• Problem details
The expected answer is all of the entries, written out exactly.

*** Input data Section Begins ***

// Copyright 2025 RisingWave Labs
//
// Licensed under the Apache License, Version 2.0 (the "License");
// you may not use this file except in compliance with the License.
// You may obtain a copy of the License at
//
//     http://www.apache.org/licenses/LICENSE-2.0
//
// Unless required by applicable law or agreed to in writing, software
// distributed under the License is distributed on an "AS IS" BASIS,
// WITHOUT WARRANTIES OR CONDITIONS OF ANY KIND, either express or implied.
// See the License for the specific language governing permissions and
// limitations under the License.

//! Shared types for the Iceberg sink connector: log positions, table
//! identifiers, the sink record model, and record-value conversion.

pub mod cast;
pub mod record;
pub mod types;

pub use record::SinkRecord;
pub use types::{Offset, TableIdent, TopicPartition, TopicPartitionOffset};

*** Input data Section Ends ***

• Exercise output
// Copyright 2025 RisingWave Labs
//
// Licensed under the Apache License, Version 2.0 (the "License");
// you may not use this file except in compliance with the License.
// You may obtain a copy of the License at
//
//     http://www.apache.org/licenses/LICENSE-2.0
//
// Unless required by applicable law or agreed to in writing, software
// distributed under the License is distributed on an "AS IS" BASIS,
// WITHOUT WARRANTIES OR CONDITIONS OF ANY KIND, either express or implied.
// See the License for the specific language governing permissions and
// limitations under the License.

//! Shared types for the Iceberg sink connector: log positions, table
//! identifiers, the sink record model, and record-value conversion.

pub mod cast;
pub mod record;
pub mod types;

pub use record::SinkRecord;
pub use types::{Offset, TableIdent, TopicPartition, TopicPartitionOffset};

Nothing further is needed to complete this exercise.